WORKING DATA START

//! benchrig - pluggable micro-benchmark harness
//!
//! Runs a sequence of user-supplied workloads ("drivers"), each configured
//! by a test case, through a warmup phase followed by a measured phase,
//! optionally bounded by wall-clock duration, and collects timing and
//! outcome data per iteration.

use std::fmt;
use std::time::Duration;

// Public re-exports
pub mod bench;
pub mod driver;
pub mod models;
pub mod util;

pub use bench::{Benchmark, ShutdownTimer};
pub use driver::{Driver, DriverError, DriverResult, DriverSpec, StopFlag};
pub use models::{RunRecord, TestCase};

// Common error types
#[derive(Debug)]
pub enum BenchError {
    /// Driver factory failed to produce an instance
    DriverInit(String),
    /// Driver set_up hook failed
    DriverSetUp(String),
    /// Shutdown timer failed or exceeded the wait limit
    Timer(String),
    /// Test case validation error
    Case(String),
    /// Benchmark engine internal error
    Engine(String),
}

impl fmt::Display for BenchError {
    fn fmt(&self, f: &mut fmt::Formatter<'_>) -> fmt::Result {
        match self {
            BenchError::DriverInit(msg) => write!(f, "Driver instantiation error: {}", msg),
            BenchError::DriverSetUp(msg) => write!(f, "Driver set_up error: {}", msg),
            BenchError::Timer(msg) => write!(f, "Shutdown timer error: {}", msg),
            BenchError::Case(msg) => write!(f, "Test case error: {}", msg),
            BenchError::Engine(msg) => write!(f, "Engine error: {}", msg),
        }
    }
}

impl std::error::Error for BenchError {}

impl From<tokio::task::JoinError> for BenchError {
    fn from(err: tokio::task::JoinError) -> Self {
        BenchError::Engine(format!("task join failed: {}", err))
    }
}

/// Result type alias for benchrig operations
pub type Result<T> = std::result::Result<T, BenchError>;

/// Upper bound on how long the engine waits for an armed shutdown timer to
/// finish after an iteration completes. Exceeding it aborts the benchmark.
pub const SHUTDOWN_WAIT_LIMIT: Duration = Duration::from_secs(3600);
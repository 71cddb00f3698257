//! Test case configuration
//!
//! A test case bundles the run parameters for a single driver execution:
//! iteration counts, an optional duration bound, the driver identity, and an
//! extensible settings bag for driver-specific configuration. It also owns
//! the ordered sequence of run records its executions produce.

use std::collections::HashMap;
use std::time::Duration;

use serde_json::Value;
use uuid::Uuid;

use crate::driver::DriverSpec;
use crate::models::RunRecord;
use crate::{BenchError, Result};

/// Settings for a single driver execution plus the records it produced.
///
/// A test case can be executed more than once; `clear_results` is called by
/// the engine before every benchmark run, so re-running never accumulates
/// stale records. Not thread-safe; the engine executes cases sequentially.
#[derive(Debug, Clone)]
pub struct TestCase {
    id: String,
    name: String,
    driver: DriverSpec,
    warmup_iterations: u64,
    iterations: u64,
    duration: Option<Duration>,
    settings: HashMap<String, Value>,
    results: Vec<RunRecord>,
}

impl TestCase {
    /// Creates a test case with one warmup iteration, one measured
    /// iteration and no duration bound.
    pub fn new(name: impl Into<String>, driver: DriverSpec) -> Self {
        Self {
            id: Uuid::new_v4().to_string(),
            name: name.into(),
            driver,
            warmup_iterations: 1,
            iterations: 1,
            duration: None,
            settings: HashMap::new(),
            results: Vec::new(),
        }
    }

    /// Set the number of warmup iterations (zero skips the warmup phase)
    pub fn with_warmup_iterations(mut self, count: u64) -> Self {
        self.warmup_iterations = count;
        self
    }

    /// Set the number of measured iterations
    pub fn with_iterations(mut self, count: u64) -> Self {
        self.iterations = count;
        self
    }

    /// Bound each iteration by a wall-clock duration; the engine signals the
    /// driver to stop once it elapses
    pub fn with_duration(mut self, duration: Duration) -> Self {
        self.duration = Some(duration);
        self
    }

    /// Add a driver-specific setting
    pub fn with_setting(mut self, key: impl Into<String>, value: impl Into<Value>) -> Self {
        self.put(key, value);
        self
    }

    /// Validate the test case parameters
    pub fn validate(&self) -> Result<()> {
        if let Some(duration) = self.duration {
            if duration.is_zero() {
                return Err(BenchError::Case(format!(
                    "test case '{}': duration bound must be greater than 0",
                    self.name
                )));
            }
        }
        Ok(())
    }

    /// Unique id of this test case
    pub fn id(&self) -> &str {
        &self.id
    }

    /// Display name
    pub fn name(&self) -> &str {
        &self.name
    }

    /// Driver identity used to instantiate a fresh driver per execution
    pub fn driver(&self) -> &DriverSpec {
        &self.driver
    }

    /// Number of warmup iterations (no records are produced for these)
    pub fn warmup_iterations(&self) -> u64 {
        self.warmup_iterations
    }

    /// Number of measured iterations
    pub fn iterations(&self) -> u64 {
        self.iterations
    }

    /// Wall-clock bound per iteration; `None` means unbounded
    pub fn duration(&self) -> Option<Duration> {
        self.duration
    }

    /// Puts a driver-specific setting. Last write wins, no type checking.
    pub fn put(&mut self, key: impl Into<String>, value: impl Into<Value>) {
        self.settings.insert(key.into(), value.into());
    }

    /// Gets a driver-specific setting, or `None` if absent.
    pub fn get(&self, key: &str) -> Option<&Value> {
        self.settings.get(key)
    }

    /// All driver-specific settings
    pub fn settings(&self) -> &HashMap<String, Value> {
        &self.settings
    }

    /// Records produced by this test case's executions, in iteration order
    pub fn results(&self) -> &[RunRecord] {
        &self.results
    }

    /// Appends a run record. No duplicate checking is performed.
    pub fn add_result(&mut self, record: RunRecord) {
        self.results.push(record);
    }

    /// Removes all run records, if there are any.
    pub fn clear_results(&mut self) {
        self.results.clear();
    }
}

WORKING DATA END
WORKING DATA START

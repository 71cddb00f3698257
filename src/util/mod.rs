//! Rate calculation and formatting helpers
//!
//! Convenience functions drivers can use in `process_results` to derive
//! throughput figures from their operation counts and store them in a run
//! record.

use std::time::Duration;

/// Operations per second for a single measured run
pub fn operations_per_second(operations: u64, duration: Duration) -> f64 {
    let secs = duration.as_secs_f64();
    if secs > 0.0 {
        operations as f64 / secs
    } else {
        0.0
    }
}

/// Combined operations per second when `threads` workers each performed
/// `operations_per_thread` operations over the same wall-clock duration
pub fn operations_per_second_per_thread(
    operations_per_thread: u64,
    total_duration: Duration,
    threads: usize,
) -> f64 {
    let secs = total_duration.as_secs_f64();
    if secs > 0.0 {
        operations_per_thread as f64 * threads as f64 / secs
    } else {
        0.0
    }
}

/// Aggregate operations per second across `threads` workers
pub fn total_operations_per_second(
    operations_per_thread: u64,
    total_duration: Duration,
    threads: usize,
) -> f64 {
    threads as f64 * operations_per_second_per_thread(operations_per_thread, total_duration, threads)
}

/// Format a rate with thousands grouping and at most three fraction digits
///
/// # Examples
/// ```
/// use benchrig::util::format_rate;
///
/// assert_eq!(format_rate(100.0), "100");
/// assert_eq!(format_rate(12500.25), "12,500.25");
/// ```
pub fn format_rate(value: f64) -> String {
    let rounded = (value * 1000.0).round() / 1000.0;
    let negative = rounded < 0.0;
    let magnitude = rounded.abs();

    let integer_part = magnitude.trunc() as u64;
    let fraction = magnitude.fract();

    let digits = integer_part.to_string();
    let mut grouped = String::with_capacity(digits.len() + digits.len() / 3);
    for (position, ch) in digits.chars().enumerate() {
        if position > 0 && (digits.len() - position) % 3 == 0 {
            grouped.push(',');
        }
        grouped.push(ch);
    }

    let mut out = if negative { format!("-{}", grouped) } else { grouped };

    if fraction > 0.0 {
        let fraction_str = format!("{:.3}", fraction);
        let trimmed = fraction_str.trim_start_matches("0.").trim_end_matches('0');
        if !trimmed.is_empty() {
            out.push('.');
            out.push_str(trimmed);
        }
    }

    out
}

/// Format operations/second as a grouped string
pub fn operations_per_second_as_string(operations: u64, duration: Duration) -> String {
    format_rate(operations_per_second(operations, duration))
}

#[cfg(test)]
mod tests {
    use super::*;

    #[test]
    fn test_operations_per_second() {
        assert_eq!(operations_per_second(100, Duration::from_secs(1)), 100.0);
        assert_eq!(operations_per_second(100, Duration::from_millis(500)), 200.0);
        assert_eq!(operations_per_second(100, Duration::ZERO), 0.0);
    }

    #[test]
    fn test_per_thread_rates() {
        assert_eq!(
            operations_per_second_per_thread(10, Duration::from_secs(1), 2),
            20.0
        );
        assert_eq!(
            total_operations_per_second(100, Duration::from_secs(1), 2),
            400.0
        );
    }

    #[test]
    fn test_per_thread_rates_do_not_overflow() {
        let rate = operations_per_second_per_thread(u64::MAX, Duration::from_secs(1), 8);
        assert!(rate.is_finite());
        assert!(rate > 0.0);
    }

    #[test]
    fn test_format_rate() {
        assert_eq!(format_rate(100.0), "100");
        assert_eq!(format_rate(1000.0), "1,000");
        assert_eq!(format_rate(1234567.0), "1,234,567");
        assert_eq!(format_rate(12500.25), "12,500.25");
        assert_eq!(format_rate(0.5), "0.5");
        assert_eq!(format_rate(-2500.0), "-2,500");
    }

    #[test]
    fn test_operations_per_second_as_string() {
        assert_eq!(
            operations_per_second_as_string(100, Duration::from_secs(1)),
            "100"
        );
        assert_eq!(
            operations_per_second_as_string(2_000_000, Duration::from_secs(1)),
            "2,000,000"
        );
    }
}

WORKING DATA END
WORKING DATA START

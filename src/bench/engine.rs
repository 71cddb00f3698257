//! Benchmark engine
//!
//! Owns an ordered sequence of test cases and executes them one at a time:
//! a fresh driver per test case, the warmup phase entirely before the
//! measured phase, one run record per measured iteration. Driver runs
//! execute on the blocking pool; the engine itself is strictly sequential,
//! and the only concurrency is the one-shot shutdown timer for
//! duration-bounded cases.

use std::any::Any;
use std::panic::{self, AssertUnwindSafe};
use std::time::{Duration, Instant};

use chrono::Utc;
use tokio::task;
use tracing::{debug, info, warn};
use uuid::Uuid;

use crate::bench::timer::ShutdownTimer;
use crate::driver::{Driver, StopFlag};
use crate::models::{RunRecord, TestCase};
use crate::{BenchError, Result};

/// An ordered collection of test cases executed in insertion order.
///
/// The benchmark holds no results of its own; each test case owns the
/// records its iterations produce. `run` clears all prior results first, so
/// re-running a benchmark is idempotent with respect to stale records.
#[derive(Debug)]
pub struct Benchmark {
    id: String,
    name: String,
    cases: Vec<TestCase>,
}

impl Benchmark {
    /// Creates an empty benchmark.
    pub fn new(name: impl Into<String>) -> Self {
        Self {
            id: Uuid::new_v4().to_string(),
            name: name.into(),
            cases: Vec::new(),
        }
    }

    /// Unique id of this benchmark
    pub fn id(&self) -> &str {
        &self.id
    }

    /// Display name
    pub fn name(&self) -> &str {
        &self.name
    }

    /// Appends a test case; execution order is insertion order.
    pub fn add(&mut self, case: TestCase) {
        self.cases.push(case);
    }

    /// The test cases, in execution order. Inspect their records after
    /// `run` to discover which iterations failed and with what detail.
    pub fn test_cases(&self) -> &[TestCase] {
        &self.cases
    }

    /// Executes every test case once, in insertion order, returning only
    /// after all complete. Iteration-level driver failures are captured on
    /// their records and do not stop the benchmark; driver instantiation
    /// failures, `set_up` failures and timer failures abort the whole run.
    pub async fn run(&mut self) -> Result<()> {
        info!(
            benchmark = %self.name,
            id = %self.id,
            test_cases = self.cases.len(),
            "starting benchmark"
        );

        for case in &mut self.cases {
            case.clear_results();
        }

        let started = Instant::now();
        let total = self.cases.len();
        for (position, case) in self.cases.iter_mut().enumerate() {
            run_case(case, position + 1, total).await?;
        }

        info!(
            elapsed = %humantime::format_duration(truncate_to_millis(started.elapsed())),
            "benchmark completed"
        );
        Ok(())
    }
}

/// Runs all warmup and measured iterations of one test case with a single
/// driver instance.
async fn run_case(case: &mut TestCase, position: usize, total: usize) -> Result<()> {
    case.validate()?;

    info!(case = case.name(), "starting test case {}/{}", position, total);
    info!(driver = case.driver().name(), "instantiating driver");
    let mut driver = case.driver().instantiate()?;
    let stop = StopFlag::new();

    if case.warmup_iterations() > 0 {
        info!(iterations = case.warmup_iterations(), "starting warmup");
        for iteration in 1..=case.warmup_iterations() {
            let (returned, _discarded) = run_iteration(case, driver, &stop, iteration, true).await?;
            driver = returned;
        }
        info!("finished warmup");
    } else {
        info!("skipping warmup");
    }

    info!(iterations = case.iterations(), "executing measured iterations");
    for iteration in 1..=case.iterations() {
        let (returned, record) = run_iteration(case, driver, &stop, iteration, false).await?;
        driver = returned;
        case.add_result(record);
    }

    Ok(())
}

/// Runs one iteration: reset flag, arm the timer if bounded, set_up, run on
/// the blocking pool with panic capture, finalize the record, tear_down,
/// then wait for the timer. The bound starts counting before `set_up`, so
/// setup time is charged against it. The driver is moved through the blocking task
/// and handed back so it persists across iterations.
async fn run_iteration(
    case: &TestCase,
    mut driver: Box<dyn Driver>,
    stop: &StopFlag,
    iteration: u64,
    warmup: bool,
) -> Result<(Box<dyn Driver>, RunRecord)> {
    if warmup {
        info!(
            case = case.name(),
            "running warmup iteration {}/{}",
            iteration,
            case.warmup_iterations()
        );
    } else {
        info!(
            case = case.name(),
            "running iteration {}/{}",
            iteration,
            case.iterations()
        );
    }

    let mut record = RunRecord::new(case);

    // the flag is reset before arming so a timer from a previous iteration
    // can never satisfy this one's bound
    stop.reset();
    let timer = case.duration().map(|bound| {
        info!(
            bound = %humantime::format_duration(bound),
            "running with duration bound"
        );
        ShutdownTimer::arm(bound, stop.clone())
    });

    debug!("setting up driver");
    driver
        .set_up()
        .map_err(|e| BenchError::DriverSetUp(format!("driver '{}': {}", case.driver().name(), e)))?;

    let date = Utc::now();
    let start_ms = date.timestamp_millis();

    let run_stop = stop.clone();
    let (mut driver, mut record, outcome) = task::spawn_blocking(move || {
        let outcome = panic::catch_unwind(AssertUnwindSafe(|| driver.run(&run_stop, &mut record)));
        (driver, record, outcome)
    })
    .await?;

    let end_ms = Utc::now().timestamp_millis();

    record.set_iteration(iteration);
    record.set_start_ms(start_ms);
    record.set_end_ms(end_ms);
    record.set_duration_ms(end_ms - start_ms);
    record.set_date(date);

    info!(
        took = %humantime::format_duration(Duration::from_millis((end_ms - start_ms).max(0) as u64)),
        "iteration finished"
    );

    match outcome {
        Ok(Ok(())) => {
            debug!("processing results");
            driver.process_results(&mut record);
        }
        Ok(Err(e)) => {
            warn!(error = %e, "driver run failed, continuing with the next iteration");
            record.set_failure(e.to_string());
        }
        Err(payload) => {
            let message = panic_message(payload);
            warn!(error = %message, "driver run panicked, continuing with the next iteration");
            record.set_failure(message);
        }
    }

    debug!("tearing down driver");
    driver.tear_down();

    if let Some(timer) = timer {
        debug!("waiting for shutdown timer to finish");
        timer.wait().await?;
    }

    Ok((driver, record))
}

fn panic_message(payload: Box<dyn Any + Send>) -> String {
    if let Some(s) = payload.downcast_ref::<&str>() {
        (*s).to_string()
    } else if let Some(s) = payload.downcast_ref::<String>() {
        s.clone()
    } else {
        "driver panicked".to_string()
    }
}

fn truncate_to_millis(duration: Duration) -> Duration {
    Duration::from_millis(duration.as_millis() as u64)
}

WORKING DATA END

- _WHAT YOU WILL DO_
Copy, from the data above, every line where the word "next" appears.

- _RESPONSE TO THE TASK_
            warn!(error = %e, "driver run failed, continuing with the next iteration");
            warn!(error = %message, "driver run panicked, continuing with the next iteration");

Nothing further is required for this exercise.